# [PROBLEM DETAILS]
Report the count of lines containing the word "Debug" in these records, with no other text.
################
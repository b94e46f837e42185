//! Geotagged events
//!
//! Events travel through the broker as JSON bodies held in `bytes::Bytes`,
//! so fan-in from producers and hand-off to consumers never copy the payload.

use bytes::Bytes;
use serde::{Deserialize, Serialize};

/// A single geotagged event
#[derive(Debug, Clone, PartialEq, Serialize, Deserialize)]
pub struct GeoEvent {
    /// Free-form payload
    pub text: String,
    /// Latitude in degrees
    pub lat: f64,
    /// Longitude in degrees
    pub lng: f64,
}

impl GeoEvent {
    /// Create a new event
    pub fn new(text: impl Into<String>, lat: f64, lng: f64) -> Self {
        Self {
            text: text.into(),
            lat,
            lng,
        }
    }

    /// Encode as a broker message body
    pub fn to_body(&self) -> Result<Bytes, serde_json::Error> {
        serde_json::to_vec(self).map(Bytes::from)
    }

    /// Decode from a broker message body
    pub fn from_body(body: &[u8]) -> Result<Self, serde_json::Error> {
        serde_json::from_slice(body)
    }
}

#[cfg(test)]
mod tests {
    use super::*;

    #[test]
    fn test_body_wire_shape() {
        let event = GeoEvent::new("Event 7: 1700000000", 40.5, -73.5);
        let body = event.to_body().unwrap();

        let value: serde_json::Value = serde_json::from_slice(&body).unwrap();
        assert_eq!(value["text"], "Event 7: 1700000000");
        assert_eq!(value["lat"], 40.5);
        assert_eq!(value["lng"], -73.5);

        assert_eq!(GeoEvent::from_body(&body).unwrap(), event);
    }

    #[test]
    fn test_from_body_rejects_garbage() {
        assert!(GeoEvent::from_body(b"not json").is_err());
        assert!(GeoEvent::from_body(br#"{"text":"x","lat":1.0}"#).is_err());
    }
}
################
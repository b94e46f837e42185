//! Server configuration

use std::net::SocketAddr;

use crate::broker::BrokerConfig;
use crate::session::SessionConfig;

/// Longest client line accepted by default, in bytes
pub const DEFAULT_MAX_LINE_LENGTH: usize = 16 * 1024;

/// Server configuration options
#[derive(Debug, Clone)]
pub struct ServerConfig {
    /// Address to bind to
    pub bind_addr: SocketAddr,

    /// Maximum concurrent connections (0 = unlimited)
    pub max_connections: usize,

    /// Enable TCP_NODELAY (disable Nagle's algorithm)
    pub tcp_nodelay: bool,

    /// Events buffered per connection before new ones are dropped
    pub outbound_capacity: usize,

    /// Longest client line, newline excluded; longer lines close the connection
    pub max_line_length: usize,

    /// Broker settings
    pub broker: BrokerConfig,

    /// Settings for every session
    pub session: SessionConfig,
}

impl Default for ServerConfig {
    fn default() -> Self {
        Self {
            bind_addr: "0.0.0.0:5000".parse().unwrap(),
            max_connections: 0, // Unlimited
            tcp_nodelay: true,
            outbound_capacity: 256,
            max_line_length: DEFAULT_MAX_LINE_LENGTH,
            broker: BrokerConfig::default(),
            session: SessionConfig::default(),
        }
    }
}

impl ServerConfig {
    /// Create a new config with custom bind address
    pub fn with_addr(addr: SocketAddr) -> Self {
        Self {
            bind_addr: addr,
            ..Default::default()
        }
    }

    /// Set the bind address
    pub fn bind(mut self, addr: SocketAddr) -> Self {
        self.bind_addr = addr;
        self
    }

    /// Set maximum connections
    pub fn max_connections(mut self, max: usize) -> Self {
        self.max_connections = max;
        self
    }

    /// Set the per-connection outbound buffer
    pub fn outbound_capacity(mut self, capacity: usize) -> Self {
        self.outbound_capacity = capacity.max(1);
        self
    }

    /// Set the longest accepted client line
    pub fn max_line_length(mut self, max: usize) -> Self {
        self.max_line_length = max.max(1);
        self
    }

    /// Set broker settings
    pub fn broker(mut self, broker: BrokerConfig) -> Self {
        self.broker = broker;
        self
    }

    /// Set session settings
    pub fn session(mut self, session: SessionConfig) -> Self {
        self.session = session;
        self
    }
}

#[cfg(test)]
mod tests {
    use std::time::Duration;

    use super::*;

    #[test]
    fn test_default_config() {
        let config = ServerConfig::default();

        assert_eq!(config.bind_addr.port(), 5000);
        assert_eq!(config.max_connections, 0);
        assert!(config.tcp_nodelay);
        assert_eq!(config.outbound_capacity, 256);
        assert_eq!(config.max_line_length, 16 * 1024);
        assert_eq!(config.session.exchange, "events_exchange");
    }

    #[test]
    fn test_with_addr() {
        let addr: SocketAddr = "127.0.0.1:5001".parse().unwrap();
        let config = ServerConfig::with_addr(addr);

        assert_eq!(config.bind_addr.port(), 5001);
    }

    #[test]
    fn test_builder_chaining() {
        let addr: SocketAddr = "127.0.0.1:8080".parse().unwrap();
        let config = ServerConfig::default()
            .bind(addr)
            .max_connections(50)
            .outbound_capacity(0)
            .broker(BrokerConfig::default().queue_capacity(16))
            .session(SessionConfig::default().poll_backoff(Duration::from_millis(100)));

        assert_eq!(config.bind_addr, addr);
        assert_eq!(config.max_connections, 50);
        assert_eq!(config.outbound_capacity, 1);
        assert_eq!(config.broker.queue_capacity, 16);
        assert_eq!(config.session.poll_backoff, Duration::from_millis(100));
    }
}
################
# [REPLY]
2